Write out again only the lines that run from the start of the entries to the line containing "for public API", both included.

─── SUPPLIED DATA ───

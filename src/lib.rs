//! cnf-netcheck library
//!
//! Network conformance checks for workloads running in a cluster.
//!
//! This library provides:
//! - ICMP reachability checks between workload endpoints, per address family,
//!   on the default interface and on secondary (multi-homed) attachments
//! - An audit of listening sockets against the ports each workload declares
//! - An audit of services exposed through externally-routable node ports
//! - An append-only claims log carrying the evidence behind every verdict
//!
//! # Example
//!
//! ```no_run
//! use cnf_netcheck::platform::kubectl::{Kubectl, KubectlDiscovery, KubectlExecutor};
//! use cnf_netcheck::{run_checks, NetCheckConfig};
//!
//! let kubectl = Kubectl::default();
//! let discovery = KubectlDiscovery::new(kubectl.clone(), vec!["prod".into()], vec![]);
//! let executor = KubectlExecutor::new(kubectl);
//!
//! let report = run_checks(NetCheckConfig::default(), &discovery, &executor)
//!     .expect("discovery failed");
//! println!("Checks failed: {}", report.summary().failed);
//! ```

pub mod checks;
pub mod cli;
pub mod config;
pub mod engine;
pub mod platform;
pub mod version;

use cli::args::{Args, CategoryFilter};
use engine::context::{CheckContext, ProbeSettings};
use engine::orchestrator::{create_all_checks, CheckOrchestrator, OrchestratorConfig};
use engine::result::ValidationReport;
use platform::cluster::Discovery;
use platform::exec::RemoteExecutor;
use serde::Serialize;
use std::fmt;
use thiserror::Error;

// Re-exports for public API
pub use engine::claims::ClaimsLog;
pub use engine::orchestrator::CheckOrchestrator as Orchestrator;
pub use engine::result::{ResultSummary, ValidationReport as Report};

/// Outcome of one check.
#[derive(Debug, Clone, PartialEq, Serialize)]
#[serde(tag = "status", rename_all = "lowercase")]
pub enum CheckResult {
    /// Every entity in scope passed
    Pass { message: String, duration_ms: u64 },
    /// At least one entity in scope failed
    Fail {
        message: String,
        details: String,
        duration_ms: u64,
    },
    /// Nothing eligible to check
    Skip { reason: String },
}

impl CheckResult {
    pub fn verdict(&self) -> Verdict {
        match self {
            CheckResult::Pass { .. } => Verdict::Pass,
            CheckResult::Fail { .. } => Verdict::Fail,
            CheckResult::Skip { .. } => Verdict::Skip,
        }
    }
}

impl fmt::Display for CheckResult {
    fn fmt(&self, f: &mut fmt::Formatter<'_>) -> fmt::Result {
        match self {
            CheckResult::Pass { message, .. } => write!(f, "PASS: {}", message),
            CheckResult::Fail { message, details, .. } => {
                write!(f, "FAIL: {} ({})", message, details)
            }
            CheckResult::Skip { reason } => write!(f, "SKIP: {}", reason),
        }
    }
}

/// Tri-state verdict for a single checked entity (workload, network).
///
/// `Skip` means the entity was structurally ineligible. Errors while checking
/// an entity are always `Fail`.
#[derive(Debug, Clone, Copy, PartialEq, Eq, Hash, Serialize)]
#[serde(rename_all = "UPPERCASE")]
pub enum Verdict {
    Pass,
    Fail,
    Skip,
}

impl fmt::Display for Verdict {
    fn fmt(&self, f: &mut fmt::Formatter<'_>) -> fmt::Result {
        match self {
            Verdict::Pass => write!(f, "PASS"),
            Verdict::Fail => write!(f, "FAIL"),
            Verdict::Skip => write!(f, "SKIP"),
        }
    }
}

/// Check category for grouping related checks.
#[derive(Debug, Clone, Copy, PartialEq, Eq, Hash, Serialize)]
pub enum CheckCategory {
    /// ICMP reachability between workload endpoints
    Connectivity,
    /// Declared vs listening container ports
    Ports,
    /// Service exposure
    Services,
}

impl fmt::Display for CheckCategory {
    fn fmt(&self, f: &mut fmt::Formatter<'_>) -> fmt::Result {
        match self {
            CheckCategory::Connectivity => write!(f, "Connectivity"),
            CheckCategory::Ports => write!(f, "Ports"),
            CheckCategory::Services => write!(f, "Services"),
        }
    }
}

/// A check with its result and the evidence it recorded.
#[derive(Debug, Clone, Serialize)]
pub struct Check {
    /// Unique identifier (e.g., "NET-001")
    pub id: String,
    /// Human-readable name
    pub name: String,
    pub category: CheckCategory,
    pub description: String,
    /// Result of the check (None if not yet executed)
    pub result: Option<CheckResult>,
    /// Claims log lines appended while this check ran
    pub claims: Vec<String>,
}

/// Error types for cnf-netcheck operations.
#[derive(Debug, Clone, PartialEq, Error)]
pub enum NetCheckError {
    /// Remote command could not be launched, exited non-zero or wrote to stderr
    #[error("Command '{command}' failed on {target}: {message}")]
    RemoteExecution {
        command: String,
        target: String,
        message: String,
    },
    /// A discovery call failed
    #[error("Failed to list {resource} in namespace {namespace}: {message}")]
    Listing {
        resource: String,
        namespace: String,
        message: String,
    },
    /// Malformed input (socket listing line, kubectl JSON, ...)
    #[error("Parse error in {context}: {message}")]
    Parse { context: String, message: String },
    /// Nothing eligible to check; reported as a skip, never a failure
    #[error("Nothing to check: {what}")]
    ConfigurationMissing { what: String },
    #[error("I/O error in {context}: {message}")]
    Io { context: String, message: String },
    #[error("Invalid configuration in {origin}: {message}")]
    Config { origin: String, message: String },
}

/// Configuration for a check run.
#[derive(Debug, Clone)]
pub struct NetCheckConfig {
    /// Categories to run (None = all)
    pub categories: Option<Vec<CheckCategory>>,
    /// Specific checks to skip (by ID)
    pub skip_checks: Vec<String>,
    /// Specific checks to run (by ID)
    pub only_checks: Vec<String>,
    /// Stop on first failure
    pub fail_fast: bool,
    /// Overall run time limit in milliseconds (0 disables it)
    pub timeout_ms: u64,
    /// Probe independent networks concurrently
    pub parallel: bool,
    /// Upper bound on networks probed at once when `parallel` is set
    pub max_parallel: usize,
    /// Echo requests sent per destination
    pub ping_count: u32,
}

impl Default for NetCheckConfig {
    fn default() -> Self {
        NetCheckConfig {
            categories: None,
            skip_checks: Vec::new(),
            only_checks: Vec::new(),
            fail_fast: false,
            timeout_ms: 600_000,
            parallel: false,
            max_parallel: 4,
            ping_count: checks::icmp::DEFAULT_PING_COUNT,
        }
    }
}

impl NetCheckConfig {
    /// Create configuration from command line arguments.
    ///
    /// `file_ping_count` comes from the configuration file and is overridden
    /// by `--ping-count`.
    pub fn from_args(args: &Args, file_ping_count: Option<u32>) -> Self {
        let categories = match args.category {
            CategoryFilter::All => None,
            CategoryFilter::Connectivity => Some(vec![CheckCategory::Connectivity]),
            CategoryFilter::Ports => Some(vec![CheckCategory::Ports]),
            CategoryFilter::Services => Some(vec![CheckCategory::Services]),
        };

        NetCheckConfig {
            categories,
            skip_checks: args.skip.clone(),
            only_checks: args.only.clone(),
            fail_fast: args.fail_fast,
            timeout_ms: args.timeout_ms,
            parallel: args.parallel,
            max_parallel: args.max_parallel.max(1),
            ping_count: args
                .ping_count
                .or(file_ping_count)
                .unwrap_or(checks::icmp::DEFAULT_PING_COUNT),
        }
    }
}

/// Run the network conformance checks.
///
/// Discovers workloads once through `discovery`, builds a fresh
/// [`CheckContext`] and evaluates the selected checks in registration order.
/// Only a discovery where every pod listing failed is returned as an error.
/// Partial listing failures land in the report's `discovery_errors`, and
/// everything that goes wrong inside a check becomes that check's `Fail`
/// result.
pub fn run_checks(
    config: NetCheckConfig,
    discovery: &dyn Discovery,
    executor: &dyn RemoteExecutor,
) -> Result<ValidationReport, NetCheckError> {
    let probe = ProbeSettings {
        count: config.ping_count,
        parallel: config.parallel,
        max_parallel: config.max_parallel,
    };
    let ctx = CheckContext::discover(discovery, executor, probe, config.timeout_ms)?;

    let mut orchestrator = CheckOrchestrator::new(OrchestratorConfig {
        fail_fast: config.fail_fast,
    });
    orchestrator.register_checks(create_all_checks());

    let report = if !config.only_checks.is_empty() {
        orchestrator.run_specific(&ctx, &config.only_checks)
    } else if !config.skip_checks.is_empty() {
        orchestrator.run_excluding(&ctx, &config.skip_checks)
    } else if let Some(ref categories) = config.categories {
        if categories.is_empty() {
            orchestrator.run_all(&ctx)
        } else {
            orchestrator.run_categories(&ctx, categories)
        }
    } else {
        orchestrator.run_all(&ctx)
    };

    Ok(report)
}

───

RESULT OF THIS TASK
filename src/lib.rs
//! cnf-netcheck library
//!
//! Network conformance checks for workloads running in a cluster.
//!
//! This library provides:
//! - ICMP reachability checks between workload endpoints, per address family,
//!   on the default interface and on secondary (multi-homed) attachments
//! - An audit of listening sockets against the ports each workload declares
//! - An audit of services exposed through externally-routable node ports
//! - An append-only claims log carrying the evidence behind every verdict
//!
//! # Example
//!
//! ```no_run
//! use cnf_netcheck::platform::kubectl::{Kubectl, KubectlDiscovery, KubectlExecutor};
//! use cnf_netcheck::{run_checks, NetCheckConfig};
//!
//! let kubectl = Kubectl::default();
//! let discovery = KubectlDiscovery::new(kubectl.clone(), vec!["prod".into()], vec![]);
//! let executor = KubectlExecutor::new(kubectl);
//!
//! let report = run_checks(NetCheckConfig::default(), &discovery, &executor)
//!     .expect("discovery failed");
//! println!("Checks failed: {}", report.summary().failed);
//! ```

pub mod checks;
pub mod cli;
pub mod config;
pub mod engine;
pub mod platform;
pub mod version;

use cli::args::{Args, CategoryFilter};
use engine::context::{CheckContext, ProbeSettings};
use engine::orchestrator::{create_all_checks, CheckOrchestrator, OrchestratorConfig};
use engine::result::ValidationReport;
use platform::cluster::Discovery;
use platform::exec::RemoteExecutor;
use serde::Serialize;
use std::fmt;
use thiserror::Error;

// Re-exports for public API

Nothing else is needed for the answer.